Type 1 and Field Trips

My 13 year old nephew was diagnosed with Type 1 this summer. He has a great handle on it, and I’m really proud of him. I have Type 1, too, but I was diagnosed in my 30s so I don’t have any experience of being a kid or young adult with this disease. My sister met with the nurse and school officials yesterday. It went well for the most part, but they told her that my nephew wouldn’t be able to go on any field trips. I was floored. I have no problem chaperoning the trip nor would his parents, but does a 13 year old kid want his parents or uncle to chaperone every trip? Also, what type of message does this send out… you are being ostracized because of a disease. It’s difficult enough I would think at that age.
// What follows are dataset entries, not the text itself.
//! Error types.

/// Alias for [`core::result::Result`] with the `rsa_keygen` crate's [`Error`] type.
pub type Result<T> = core::result::Result<T, Error>;

/// Error types
#[derive(Debug, Clone, Copy, Eq, PartialEq)]
#[non_exhaustive]
pub enum Error {
    /// None of the candidate public exponents is coprime to the totient.
    ExponentSelection,

    /// Round-trip self-test of a freshly generated key pair failed.
    Validation,

    /// Key generation gave up after the configured number of attempts.
    AttemptsExceeded {
        /// Number of whole-pipeline attempts that were made.
        attempts: usize,
    },

    /// Requested prime bit length is zero.
    InvalidBitLength,

    /// Too few primes of the requested length to build a key in reasonable
    /// time.
    ///
    /// This is a heuristic threshold based on the prime counting function,
    /// not a proof that no key exists: 5-bit primes 29 and 31 still form a
    /// valid pair, but such lengths are rejected.
    TooFewPrimes,

    /// No distinct prime was found within the configured number of draws.
    Provisioning,

    /// Exponent less than one or modulus not greater than one.
    InvalidArgument,

    /// Exponent has no inverse modulo the totient.
    InvalidExponent,

    /// Message is not smaller than the modulus.
    MessageTooLong,

    /// Ciphertext is not smaller than the modulus.
    Decryption,

    /// Internal error.
    Internal,
}

impl Error {
    /// Whether this error only condemns the current `(p, q)` pair, so that
    /// generation should restart from fresh primes.
    pub fn is_recoverable(&self) -> bool {
        matches!(self, Error::ExponentSelection | Error::Validation)
    }
}

impl core::error::Error for Error {}

impl core::fmt::Display for Error {
    fn fmt(&self, f: &mut core::fmt::Formatter<'_>) -> core::fmt::Result {
        match self {
            Error::ExponentSelection => {
                write!(f, "no candidate public exponent is coprime to the totient")
            }
            Error::Validation => write!(f, "key pair failed round-trip validation"),
            Error::AttemptsExceeded { attempts } => {
                write!(f, "key generation failed after {} attempts", attempts)
            }
            Error::InvalidBitLength => write!(f, "prime bit length must be positive"),
            Error::TooFewPrimes => {
                write!(f, "too few primes of given length to generate an RSA key")
            }
            Error::Provisioning => write!(f, "failed to provision a distinct prime"),
            Error::InvalidArgument => {
                write!(f, "exponent must be >= 1 and modulus must be > 1")
            }
            Error::InvalidExponent => write!(f, "invalid exponent"),
            Error::MessageTooLong => write!(f, "message too long"),
            Error::Decryption => write!(f, "decryption error"),
            Error::Internal => write!(f, "internal error"),
        }
    }
}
There are also 5 other type 1 diabetics in his class. My question is if this is the usual case with diabetic kids and field trips. Thanks.

I’m not a T1 parent but I’m almost certain that that’s not true. The parents should be filing a 504 plan with the school to iron out all this kind of stuff. Here’s a good intro to what that’s all about (field trips included):

ETA: Six T1’s in a class seems like a lot!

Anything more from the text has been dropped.